Cobalt (II) Chloride Regulates the Invasion and Survival of Brucella abortus 544 in RAW 264.7 Cells and B6 Mice.

The effects of Cobalt (II) chloride (CoCl 2 ) in the context of Brucella abortus ( B. abortus ) infection have not been evaluated so far. Firstly, we found that CoCl 2 treatment inhibited the phagocytosis of B. abortus into RAW 264.7 cells. The inhibition of bacterial invasion was regulated by F-actin formation and associated with a reduction in the phosphorylation of ERK1/2 and HIF-1α expression.
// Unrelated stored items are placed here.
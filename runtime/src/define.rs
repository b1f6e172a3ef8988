//! Shared constants and option enums.

use a3s_build_core::error::{BuildError, Result};
use serde::{Deserialize, Serialize};
use std::fmt;
use std::str::FromStr;

/// Name used in state files, temp-directory prefixes and container names.
pub const PACKAGE: &str = "a3s-build";

/// State-file format version.
pub const STATE_VERSION: &str = "0.0.1";

/// Magic `type` tag of builder state files.
pub const CONTAINER_TYPE: &str = "a3s-build 0.0.1";

/// Builder state file name inside the container directory.
pub const STATE_FILE: &str = "a3s-build.json";

/// Default PATH for RUN processes.
pub const DEFAULT_PATH: &str = "/usr/local/sbin:/usr/local/bin:/usr/sbin:/usr/bin:/sbin:/bin";

/// OCI media types
pub const OCI_MANIFEST_MEDIA_TYPE: &str = "application/vnd.oci.image.manifest.v1+json";
pub const OCI_CONFIG_MEDIA_TYPE: &str = "application/vnd.oci.image.config.v1+json";
pub const OCI_LAYER_MEDIA_TYPE: &str = "application/vnd.oci.image.layer.v1.tar";
pub const OCI_LAYER_GZIP_MEDIA_TYPE: &str = "application/vnd.oci.image.layer.v1.tar+gzip";
pub const OCI_INDEX_MEDIA_TYPE: &str = "application/vnd.oci.image.index.v1+json";

/// Docker v2 schema 2 media types
pub const DOCKER_MANIFEST_MEDIA_TYPE: &str = "application/vnd.docker.distribution.manifest.v2+json";
pub const DOCKER_CONFIG_MEDIA_TYPE: &str = "application/vnd.docker.container.image.v1+json";
pub const DOCKER_LAYER_MEDIA_TYPE: &str = "application/vnd.docker.image.rootfs.diff.tar";
pub const DOCKER_LAYER_GZIP_MEDIA_TYPE: &str = "application/vnd.docker.image.rootfs.diff.tar.gzip";

/// How RUN isolates its process.
#[derive(Debug, Clone, Copy, PartialEq, Eq, Default, Serialize, Deserialize)]
#[serde(rename_all = "lowercase")]
pub enum Isolation {
    #[default]
    Oci,
    Chroot,
    Rootless,
}

impl FromStr for Isolation {
    type Err = BuildError;

    fn from_str(s: &str) -> Result<Self> {
        match s.to_ascii_lowercase().as_str() {
            "" | "oci" | "default" => Ok(Isolation::Oci),
            "chroot" => Ok(Isolation::Chroot),
            "rootless" | "oci-rootless" => Ok(Isolation::Rootless),
            other => Err(BuildError::InvalidArgument(format!(
                "unrecognized isolation type {:?}",
                other
            ))),
        }
    }
}

impl fmt::Display for Isolation {
    fn fmt(&self, f: &mut fmt::Formatter<'_>) -> fmt::Result {
        match self {
            Isolation::Oci => write!(f, "oci"),
            Isolation::Chroot => write!(f, "chroot"),
            Isolation::Rootless => write!(f, "rootless"),
        }
    }
}

/// Image manifest/config flavor produced by commit.
#[derive(Debug, Clone, Copy, PartialEq, Eq, Default, Serialize, Deserialize)]
#[serde(rename_all = "lowercase")]
pub enum ManifestType {
    #[default]
    Oci,
    Docker,
}

impl ManifestType {
    pub fn manifest_media_type(&self) -> &'static str {
        match self {
            ManifestType::Oci => OCI_MANIFEST_MEDIA_TYPE,
            ManifestType::Docker => DOCKER_MANIFEST_MEDIA_TYPE,
        }
    }

    pub fn config_media_type(&self) -> &'static str {
        match self {
            ManifestType::Oci => OCI_CONFIG_MEDIA_TYPE,
            ManifestType::Docker => DOCKER_CONFIG_MEDIA_TYPE,
        }
    }
}

impl FromStr for ManifestType {
    type Err = BuildError;

    fn from_str(s: &str) -> Result<Self> {
        match s.to_ascii_lowercase().as_str() {
            "oci" | OCI_MANIFEST_MEDIA_TYPE => Ok(ManifestType::Oci),
            "docker" | DOCKER_MANIFEST_MEDIA_TYPE => Ok(ManifestType::Docker),
            other => Err(BuildError::InvalidArgument(format!(
                "unrecognized image format {:?}",
                other
            ))),
        }
    }
}

/// Whether RUN gets a network namespace of its own.
#[derive(Debug, Clone, Copy, PartialEq, Eq, Default, Serialize, Deserialize)]
#[serde(rename_all = "lowercase")]
pub enum NetworkPolicy {
    #[default]
    Default,
    Disabled,
    Enabled,
}

/// Whether RUN allocates a terminal.
#[derive(Debug, Clone, Copy, PartialEq, Eq, Default, Serialize, Deserialize)]
#[serde(rename_all = "lowercase")]
pub enum TerminalPolicy {
    #[default]
    Default,
    Enabled,
    Disabled,
}

/// One namespace setting for RUN.
#[derive(Debug, Clone, PartialEq, Eq, Serialize, Deserialize)]
pub struct NamespaceOption {
    /// "ipc", "mount", "network", "pid", "user", "uts", "cgroup"
    pub name: String,
    /// Share the host's namespace instead of creating one
    #[serde(default)]
    pub host: bool,
    /// Join the namespace at this path
    #[serde(default, skip_serializing_if = "Option::is_none")]
    pub path: Option<String>,
}

impl NamespaceOption {
    pub fn private(name: &str) -> Self {
        Self {
            name: name.to_string(),
            host: false,
            path: None,
        }
    }

    pub fn host(name: &str) -> Self {
        Self {
            name: name.to_string(),
            host: true,
            path: None,
        }
    }
}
Secondly, the activation of trafficking regulators LAMP1 , LAMP2 , and lysosomal enzyme GLA at the transcriptional level activated immune responses, weakening the B. abortus growth at 4 h post-infection (pi). The silencing of HIF-1α increased bacterial survival at 24 h pi. At the same time, CoCl 2 treatment showed a significant increase in the transcripts of lysosomal enzyme HEXB and cytokine TNF-α and an attenuation of the bacterial survival. Moreover, the enhancement at the protein level of HIF-1α was induced in the CoCl 2 treatment at both 4 and 24 h pi. Finally, our results demonstrated that CoCl 2 administration induced the production of serum cytokines IFN-γ and IL-6, which is accompanied by dampened Brucella proliferation in the spleen and liver of treated mice, and reduced the splenomegaly and hepatomegaly. Altogether, CoCl 2 treatment contributed to host resistance against B. abortus infection with immunomodulatory effects.